■ DESCRIPTION OF THE TASK: The response must reproduce every record in full.

===

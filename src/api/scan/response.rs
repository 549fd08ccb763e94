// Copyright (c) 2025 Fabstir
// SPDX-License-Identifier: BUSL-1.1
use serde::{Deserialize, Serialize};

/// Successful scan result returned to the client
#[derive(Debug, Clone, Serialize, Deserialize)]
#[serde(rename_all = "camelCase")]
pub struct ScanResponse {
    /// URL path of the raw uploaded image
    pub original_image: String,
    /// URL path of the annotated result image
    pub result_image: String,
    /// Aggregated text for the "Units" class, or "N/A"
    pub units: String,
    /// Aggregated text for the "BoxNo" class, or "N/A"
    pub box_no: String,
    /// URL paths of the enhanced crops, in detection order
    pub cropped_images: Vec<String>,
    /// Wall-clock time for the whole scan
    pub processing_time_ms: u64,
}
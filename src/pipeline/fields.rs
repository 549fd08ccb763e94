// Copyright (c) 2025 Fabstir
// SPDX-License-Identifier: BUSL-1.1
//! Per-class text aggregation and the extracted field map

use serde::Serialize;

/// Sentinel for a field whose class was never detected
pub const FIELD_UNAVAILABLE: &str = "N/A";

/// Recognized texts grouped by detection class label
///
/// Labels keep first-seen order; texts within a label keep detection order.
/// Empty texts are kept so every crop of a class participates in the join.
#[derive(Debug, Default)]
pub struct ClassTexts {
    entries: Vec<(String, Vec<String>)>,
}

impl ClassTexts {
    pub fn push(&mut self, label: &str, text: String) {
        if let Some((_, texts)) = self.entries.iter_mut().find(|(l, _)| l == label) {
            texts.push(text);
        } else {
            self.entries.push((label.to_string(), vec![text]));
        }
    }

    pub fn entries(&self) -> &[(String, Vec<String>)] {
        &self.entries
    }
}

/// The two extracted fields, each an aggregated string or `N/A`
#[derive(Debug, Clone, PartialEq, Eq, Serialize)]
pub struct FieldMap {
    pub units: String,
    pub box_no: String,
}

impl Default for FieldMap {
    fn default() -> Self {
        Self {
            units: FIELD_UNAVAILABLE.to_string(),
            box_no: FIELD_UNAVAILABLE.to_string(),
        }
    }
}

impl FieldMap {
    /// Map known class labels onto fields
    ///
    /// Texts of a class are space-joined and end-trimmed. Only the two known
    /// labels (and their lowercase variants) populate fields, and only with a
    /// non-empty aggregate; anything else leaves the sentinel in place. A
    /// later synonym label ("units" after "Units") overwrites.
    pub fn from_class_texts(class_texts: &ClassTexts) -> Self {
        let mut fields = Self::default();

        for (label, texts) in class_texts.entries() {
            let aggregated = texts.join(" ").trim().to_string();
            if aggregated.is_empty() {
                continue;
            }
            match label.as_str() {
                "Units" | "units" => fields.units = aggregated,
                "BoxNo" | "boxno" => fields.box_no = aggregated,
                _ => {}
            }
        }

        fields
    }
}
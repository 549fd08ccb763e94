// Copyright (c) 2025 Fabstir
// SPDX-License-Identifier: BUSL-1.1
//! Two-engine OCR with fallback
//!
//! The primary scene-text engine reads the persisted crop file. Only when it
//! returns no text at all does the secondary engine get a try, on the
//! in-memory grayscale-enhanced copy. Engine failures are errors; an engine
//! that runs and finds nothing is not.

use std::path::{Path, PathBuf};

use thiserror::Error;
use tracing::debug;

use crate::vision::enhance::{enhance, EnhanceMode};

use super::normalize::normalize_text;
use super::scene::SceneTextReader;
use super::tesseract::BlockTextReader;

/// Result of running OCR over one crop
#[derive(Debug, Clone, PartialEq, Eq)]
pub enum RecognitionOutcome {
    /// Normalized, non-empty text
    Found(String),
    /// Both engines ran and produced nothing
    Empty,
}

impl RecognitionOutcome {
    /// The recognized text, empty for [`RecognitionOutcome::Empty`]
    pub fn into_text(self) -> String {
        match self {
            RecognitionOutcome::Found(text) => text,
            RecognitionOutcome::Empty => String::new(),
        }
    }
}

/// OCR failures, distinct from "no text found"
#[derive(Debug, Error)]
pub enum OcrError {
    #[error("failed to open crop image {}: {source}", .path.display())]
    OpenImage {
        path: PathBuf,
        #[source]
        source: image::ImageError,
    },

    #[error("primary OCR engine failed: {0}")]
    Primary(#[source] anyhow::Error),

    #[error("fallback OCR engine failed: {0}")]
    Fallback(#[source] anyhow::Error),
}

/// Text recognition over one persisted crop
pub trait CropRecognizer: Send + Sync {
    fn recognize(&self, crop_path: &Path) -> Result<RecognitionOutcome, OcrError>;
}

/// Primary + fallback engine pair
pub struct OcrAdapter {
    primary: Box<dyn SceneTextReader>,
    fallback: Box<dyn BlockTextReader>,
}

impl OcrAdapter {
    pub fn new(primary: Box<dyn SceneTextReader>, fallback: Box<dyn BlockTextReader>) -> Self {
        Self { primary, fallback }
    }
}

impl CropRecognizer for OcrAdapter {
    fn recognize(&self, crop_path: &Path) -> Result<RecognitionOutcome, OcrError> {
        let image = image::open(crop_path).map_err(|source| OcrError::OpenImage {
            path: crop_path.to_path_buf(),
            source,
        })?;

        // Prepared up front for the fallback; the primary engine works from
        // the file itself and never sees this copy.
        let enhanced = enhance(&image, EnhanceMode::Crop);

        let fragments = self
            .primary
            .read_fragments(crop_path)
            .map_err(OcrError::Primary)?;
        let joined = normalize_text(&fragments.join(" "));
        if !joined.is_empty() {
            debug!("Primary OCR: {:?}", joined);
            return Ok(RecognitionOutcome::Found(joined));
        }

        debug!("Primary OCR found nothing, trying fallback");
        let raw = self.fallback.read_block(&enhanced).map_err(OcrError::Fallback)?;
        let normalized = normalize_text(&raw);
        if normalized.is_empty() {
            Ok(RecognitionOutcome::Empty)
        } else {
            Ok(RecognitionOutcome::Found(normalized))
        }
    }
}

===

■ WRITTEN ANSWER:
filename src/api/scan/response.rs
repository 549fd08ccb763e94
// Copyright (c) 2025 Fabstir
// SPDX-License-Identifier: BUSL-1.1
use serde::{Deserialize, Serialize};

/// Successful scan result returned to the client
#[derive(Debug, Clone, Serialize, Deserialize)]
#[serde(rename_all = "camelCase")]
pub struct ScanResponse {
    /// URL path of the raw uploaded image
    pub original_image: String,
    /// URL path of the annotated result image
    pub result_image: String,
    /// Aggregated text for the "Units" class, or "N/A"
    pub units: String,
    /// Aggregated text for the "BoxNo" class, or "N/A"
    pub box_no: String,
    /// URL paths of the enhanced crops, in detection order
    pub cropped_images: Vec<String>,
    /// Wall-clock time for the whole scan
    pub processing_time_ms: u64,
}
filename src/pipeline/fields.rs
repository 549fd08ccb763e94
// Copyright (c) 2025 Fabstir
// SPDX-License-Identifier: BUSL-1.1
//! Per-class text aggregation and the extracted field map

use serde::Serialize;

/// Sentinel for a field whose class was never detected
pub const FIELD_UNAVAILABLE: &str = "N/A";

/// Recognized texts grouped by detection class label
///
/// Labels keep first-seen order; texts within a label keep detection order.
/// Empty texts are kept so every crop of a class participates in the join.
#[derive(Debug, Default)]
pub struct ClassTexts {
    entries: Vec<(String, Vec<String>)>,
}

impl ClassTexts {
    pub fn push(&mut self, label: &str, text: String) {
        if let Some((_, texts)) = self.entries.iter_mut().find(|(l, _)| l == label) {
            texts.push(text);
        } else {
            self.entries.push((label.to_string(), vec![text]));
        }
    }

    pub fn entries(&self) -> &[(String, Vec<String>)] {
        &self.entries
    }
}

/// The two extracted fields, each an aggregated string or `N/A`
#[derive(Debug, Clone, PartialEq, Eq, Serialize)]
pub struct FieldMap {
    pub units: String,
    pub box_no: String,
}

impl Default for FieldMap {
    fn default() -> Self {
        Self {
            units: FIELD_UNAVAILABLE.to_string(),
            box_no: FIELD_UNAVAILABLE.to_string(),
        }
    }
}

impl FieldMap {
    /// Map known class labels onto fields
    ///
    /// Texts of a class are space-joined and end-trimmed. Only the two known
    /// labels (and their lowercase variants) populate fields, and only with a
    /// non-empty aggregate; anything else leaves the sentinel in place. A
    /// later synonym label ("units" after "Units") overwrites.
    pub fn from_class_texts(class_texts: &ClassTexts) -> Self {
        let mut fields = Self::default();

        for (label, texts) in class_texts.entries() {
            let aggregated = texts.join(" ").trim().to_string();
            if aggregated.is_empty() {
                continue;
            }
            match label.as_str() {
                "Units" | "units" => fields.units = aggregated,
                "BoxNo" | "boxno" => fields.box_no = aggregated,
                _ => {}
            }
        }

        fields
    }
}
repository 549fd08ccb763e94
// Copyright (c) 2025 Fabstir
// SPDX-License-Identifier: BUSL-1.1
//! Two-engine OCR with fallback
//!
//! The primary scene-text engine reads the persisted crop file. Only when it
//! returns no text at all does the secondary engine get a try, on the
//! in-memory grayscale-enhanced copy. Engine failures are errors; an engine
//! that runs and finds nothing is not.

use std::path::{Path, PathBuf};

use thiserror::Error;
use tracing::debug;

use crate::vision::enhance::{enhance, EnhanceMode};

use super::normalize::normalize_text;
use super::scene::SceneTextReader;
use super::tesseract::BlockTextReader;

/// Result of running OCR over one crop
#[derive(Debug, Clone, PartialEq, Eq)]
pub enum RecognitionOutcome {
    /// Normalized, non-empty text
    Found(String),
    /// Both engines ran and produced nothing
    Empty,
}

impl RecognitionOutcome {
    /// The recognized text, empty for [`RecognitionOutcome::Empty`]
    pub fn into_text(self) -> String {
        match self {
            RecognitionOutcome::Found(text) => text,
            RecognitionOutcome::Empty => String::new(),
        }
    }
}

/// OCR failures, distinct from "no text found"
#[derive(Debug, Error)]
pub enum OcrError {
    #[error("failed to open crop image {}: {source}", .path.display())]
    OpenImage {
        path: PathBuf,
        #[source]
        source: image::ImageError,
    },

    #[error("primary OCR engine failed: {0}")]
    Primary(#[source] anyhow::Error),

    #[error("fallback OCR engine failed: {0}")]
    Fallback(#[source] anyhow::Error),
}

/// Text recognition over one persisted crop
pub trait CropRecognizer: Send + Sync {
    fn recognize(&self, crop_path: &Path) -> Result<RecognitionOutcome, OcrError>;
}

/// Primary + fallback engine pair
pub struct OcrAdapter {
    primary: Box<dyn SceneTextReader>,
    fallback: Box<dyn BlockTextReader>,
}

impl OcrAdapter {
    pub fn new(primary: Box<dyn SceneTextReader>, fallback: Box<dyn BlockTextReader>) -> Self {
        Self { primary, fallback }
    }
}

impl CropRecognizer for OcrAdapter {
    fn recognize(&self, crop_path: &Path) -> Result<RecognitionOutcome, OcrError> {
        let image = image::open(crop_path).map_err(|source| OcrError::OpenImage {
            path: crop_path.to_path_buf(),
            source,
        })?;

        // Prepared up front for the fallback; the primary engine works from
        // the file itself and never sees this copy.
        let enhanced = enhance(&image, EnhanceMode::Crop);

        let fragments = self
            .primary
            .read_fragments(crop_path)
            .map_err(OcrError::Primary)?;
        let joined = normalize_text(&fragments.join(" "));
        if !joined.is_empty() {
            debug!("Primary OCR: {:?}", joined);
            return Ok(RecognitionOutcome::Found(joined));
        }

        debug!("Primary OCR found nothing, trying fallback");
        let raw = self.fallback.read_block(&enhanced).map_err(OcrError::Fallback)?;
        let normalized = normalize_text(&raw);
        if normalized.is_empty() {
            Ok(RecognitionOutcome::Empty)
        } else {
            Ok(RecognitionOutcome::Found(normalized))
        }
    }
}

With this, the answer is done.